Qué tiempos aquellos en los que los negocios se cerraban con un apretón de manos, las promesas se cumplían y coincidían pensamientos, palabras y obras. Está claro que la virtud de la coherencia no pasa por su mejor momento. Encontrar personas que piensen, digan y hagan lo mismo es más difícil que ver llover hacia arriba. Y, por lo que respecta a la escena política, pasamos directamente al ámbito de los milagros. Apenas han transcurrido unas semanas desde la celebración de las elecciones generales, autonómicas y municipales y ardo en deseos de comprobar si a la postre los representantes de las distintas formaciones van a cumplir sus promesas preelectorales, al menos quienes no han obtenido la mayoría suficiente de votos para gobernar con comodidad. Ojalá me equivoque, pero los repentinos y sorprendentes cambios de criterio van a ser moneda común a partir de ahora. Y, si no, tiempo al tiempo.

Lo que parece evidente es que el valor de la palabra dada cotiza claramente a la baja y ello es aplicable a todos los órdenes de la vida, desde el más trascendental al más irrelevante. Ya nada es lo que era. A menudo recuerdo con nostalgia sana aquellas películas del Oeste de las sobremesas de los sábados de mi infancia, en las que el compromiso verbal de los protagonistas era más que suficiente para formalizar un pacto. Claro que yo ya tenía en casa a mi particular Gary Cooper, un padre honesto hasta el extremo y que jamás en su vida quebró un juramento. Por lo visto, se trata de prácticas del pasado, que van desapareciendo al mismo tiempo que quienes las ponían en práctica sin fisuras. Descansen en paz.

Yo misma, en el ámbito profesional, insisto muy a mi pesar en la importancia de trasladar al papel cuantos datos conciernan a una relación, bien sea contractual o de otra índole, amparándome en la famosa (y, por desgracia, certera) máxima de que "las palabras se las lleva el viento". Porque en este mundo nuestro que gira alrededor del poder y el dinero, sólo los contratos por escrito evitan complicaciones ulteriores no deseables y son los documentos los que consolidan los vínculos entre las partes de un negocio. Reconozcamos, pues, que la suspicacia y el recelo han ganado la batalla a la confianza y a la buena fe.

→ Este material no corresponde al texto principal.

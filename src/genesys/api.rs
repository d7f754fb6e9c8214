use crate::tlog;

use std::time::Duration;

use super::auth::AccessToken;
use super::environment::Endpoints;
use super::error::DashError;
use super::models::{ObservationQuery, ObservationResponse, TokenResponse, UsersResponse};

const USER_AGENT: &str = concat!("ccdash/", env!("CARGO_PKG_VERSION"));

/// Parse a JSON body, logging a preview of it when the shape is wrong.
fn parse_json<T: serde::de::DeserializeOwned>(body: &str, label: &str) -> Result<T, DashError> {
    serde_json::from_str(body).map_err(|e| {
        tlog!(
            error,
            "{} parse error: {} body: {}",
            label,
            e,
            preview(body, 500)
        );
        DashError::Decode {
            what: label.to_string(),
            message: e.to_string(),
        }
    })
}

fn preview(body: &str, max: usize) -> &str {
    match body.char_indices().nth(max) {
        Some((idx, _)) => &body[..idx],
        None => body,
    }
}

/// Blocking client for the token, users and queue-observation endpoints.
/// One client is built per request cycle from that cycle's [`Endpoints`].
pub struct GenesysClient {
    agent: ureq::Agent,
    endpoints: Endpoints,
}

impl GenesysClient {
    pub fn new(endpoints: Endpoints, timeout: Option<Duration>) -> Self {
        let agent = ureq::Agent::config_builder()
            .timeout_global(timeout)
            .http_status_as_error(false)
            .build()
            .new_agent();

        Self { agent, endpoints }
    }

    pub fn endpoints(&self) -> &Endpoints {
        &self.endpoints
    }

    /// Client-credentials grant. Callers validate the inputs first.
    pub fn request_token(
        &self,
        client_id: &str,
        client_secret: &str,
    ) -> Result<TokenResponse, DashError> {
        let url = &self.endpoints.token;
        tlog!(info, "POST {}", url);
        let resp = self
            .agent
            .post(url)
            .header("User-Agent", USER_AGENT)
            .header("Accept", "application/json")
            .send_form([
                ("grant_type", "client_credentials"),
                ("client_id", client_id),
                ("client_secret", client_secret),
            ])
            .map_err(network_error)?;

        let body = read_body(resp, DashError::auth)?;
        parse_json(&body, "token")
    }

    pub fn fetch_agents(&self, token: &AccessToken) -> Result<UsersResponse, DashError> {
        let url = &self.endpoints.agents;
        tlog!(info, "GET {}", url);
        let resp = self
            .agent
            .get(url)
            .header("Authorization", &token.authorization())
            .header("User-Agent", USER_AGENT)
            .header("Accept", "application/json")
            .call()
            .map_err(network_error)?;

        let body = read_body(resp, DashError::fetch)?;
        let users: UsersResponse = parse_json(&body, "agents")?;
        tlog!(
            info,
            "parsed {} online users",
            users.entities.as_ref().map_or(0, Vec::len)
        );
        Ok(users)
    }

    pub fn fetch_queues(&self, token: &AccessToken) -> Result<ObservationResponse, DashError> {
        let url = &self.endpoints.queues;
        let query = serde_json::to_string(&ObservationQuery::all_queues()).map_err(|e| {
            DashError::Decode {
                what: "queue query".to_string(),
                message: e.to_string(),
            }
        })?;

        tlog!(info, "POST {}", url);
        let resp = self
            .agent
            .post(url)
            .header("Authorization", &token.authorization())
            .header("User-Agent", USER_AGENT)
            .header("Accept", "application/json")
            .header("Content-Type", "application/json")
            .send(query.as_str())
            .map_err(network_error)?;

        let body = read_body(resp, DashError::fetch)?;
        let observations: ObservationResponse = parse_json(&body, "queues")?;
        tlog!(
            info,
            "parsed {} queue observations",
            observations.results.as_ref().map_or(0, Vec::len)
        );
        Ok(observations)
    }
}

fn network_error(e: ureq::Error) -> DashError {
    tlog!(error, "request error: {}", e);
    DashError::Network(e.to_string())
}

/// Reads the body of a response, turning a non-2xx status into the error
/// built by `on_failure`.
fn read_body(
    resp: ureq::http::Response<ureq::Body>,
    on_failure: fn(u16, &str) -> DashError,
) -> Result<String, DashError> {
    let status = resp.status();
    tlog!(info, "response: HTTP {}", status.as_u16());

    let body = resp.into_body().read_to_string();

    if !status.is_success() {
        let body = body.unwrap_or_else(|_| "(unreadable body)".to_string());
        tlog!(error, "HTTP {}: {}", status.as_u16(), preview(&body, 200));
        return Err(on_failure(status.as_u16(), &body));
    }

    body.map_err(|e| DashError::Network(format!("read body failed: {}", e)))
}

#[cfg(test)]
mod tests {
    use super::*;
    use crate::genesys::environment::{Environment, Routing};
    use crate::test_support::{client_for, MockUpstream, Reply};

    #[test]
    fn test_request_token_posts_form() {
        let mock = MockUpstream::start(|req| {
            if req.url == "/login/oauth/token" {
                Reply::json(200, r#"{"access_token":"tok-1","expires_in":86399}"#)
            } else {
                Reply::text(404, "nope")
            }
        });

        let token = client_for(&mock).request_token("my-id", "s&cret").unwrap();
        assert_eq!(token.access_token, "tok-1");
        assert_eq!(token.expires_in, Some(86399));

        let recorded = mock.requests();
        assert_eq!(recorded.len(), 1);
        assert_eq!(recorded[0].method, "POST");
        let body = &recorded[0].body;
        assert!(body.contains("grant_type=client_credentials"));
        assert!(body.contains("client_id=my-id"));
        assert!(body.contains("client_secret=s%26cret"));
        assert!(recorded[0]
            .header("content-type")
            .unwrap_or_default()
            .starts_with("application/x-www-form-urlencoded"));
    }

    #[test]
    fn test_request_token_rejection_is_auth_error() {
        let mock = MockUpstream::start(|_| Reply::text(403, "forbidden client"));
        let err = client_for(&mock).request_token("id", "secret").unwrap_err();
        assert_eq!(err, DashError::auth(403, "forbidden client"));
    }

    #[test]
    fn test_fetch_agents_sends_bearer() {
        let mock = MockUpstream::start(|req| {
            if req.url == "/api/api/v2/users?presence=ONLINE&expand=presence" {
                Reply::json(200, r#"{"entities":[{"name":"Amy"}]}"#)
            } else {
                Reply::text(404, "nope")
            }
        });

        let users = client_for(&mock)
            .fetch_agents(&AccessToken::new("tok-2"))
            .unwrap();
        assert_eq!(users.entities.unwrap().len(), 1);
        assert_eq!(
            mock.requests()[0].header("authorization").as_deref(),
            Some("Bearer tok-2")
        );
    }

    #[test]
    fn test_fetch_queues_posts_query_body() {
        let mock = MockUpstream::start(|_| Reply::json(200, r#"{"results":[]}"#));
        let obs = client_for(&mock)
            .fetch_queues(&AccessToken::new("tok-3"))
            .unwrap();
        assert!(obs.results.unwrap().is_empty());

        let req = &mock.requests()[0];
        assert_eq!(req.method, "POST");
        assert_eq!(req.url, "/api/api/v2/analytics/queues/observations/query");
        let body: serde_json::Value = serde_json::from_str(&req.body).unwrap();
        assert_eq!(body["metrics"], serde_json::json!(["oWaiting", "oActive"]));
    }

    #[test]
    fn test_fetch_failure_carries_status_and_body() {
        let mock = MockUpstream::start(|_| Reply::text(500, "upstream exploded"));
        let err = client_for(&mock)
            .fetch_queues(&AccessToken::new("tok"))
            .unwrap_err();
        assert_eq!(err, DashError::fetch(500, "upstream exploded"));
    }

    #[test]
    fn test_malformed_success_body_is_decode_error() {
        let mock = MockUpstream::start(|_| Reply::text(200, "<html>"));
        let err = client_for(&mock)
            .fetch_agents(&AccessToken::new("tok"))
            .unwrap_err();
        assert!(matches!(err, DashError::Decode { ref what, .. } if what == "agents"));
    }

    #[test]
    fn test_unreachable_host_is_network_error() {
        let endpoints = Endpoints::resolve(
            &Environment::default(),
            &Routing::LocalProxy {
                base: "http://127.0.0.1:1".into(),
            },
        );
        let client = GenesysClient::new(endpoints, Some(Duration::from_secs(2)));
        let err = client.fetch_agents(&AccessToken::new("tok")).unwrap_err();
        assert!(matches!(err, DashError::Network(_)));
    }
}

No obstante, tampoco es preciso recurrir a las esferas jurídicas, políticas o financieras para constatar esta realidad tan poco edificante. Lo que algunos maleducados consideran una trivialidad, como llegar tarde a las citas, también es una muestra habitual del poco o nulo valor que se le otorga a la palabra dada y constituye una falta de respeto hacia el otro, que viene a importar al impuntual aproximadamente el cero absoluto y que, como tarjeta de presentación del sujeto en cuestión, no tiene desperdicio. Luego tratará de justificarse acusando a la pobre víctima de su retraso de ser demasiado estricta. Relájate, le dirá, que la vida son dos días. Sin sonrojos. Con un par.

El propio entorno doméstico es igualmente testigo de esta costumbre tan rechazable -que no tan rechazada-, reproduciéndose idéntico fenómeno con el trato que dispensamos a niños, adolescentes y jóvenes a nuestro cargo. Con frecuencia les generamos falsas expectativas o les ilusionamos con propuestas irrealizables, con lo que supone de correspondiente decepción posterior. Lo cierto es que, una vez acostumbrados a que sus mayores incumplan lo acordado, pretender que después se conviertan en adultos abonados a la sinceridad y al cumplimiento de los compromisos adquiridos no deja de ser una ingenuidad, cuando no una osadía.

En definitiva, considero que respetar la palabra dada es respetarnos a nosotros mismos, es revelar nuestro grado de integridad y seriedad y, más aún, es demostrar al prójimo que nos importa. Pero, por encima de todo, es el único patrimonio que nos queda cuando ya no nos queda nada.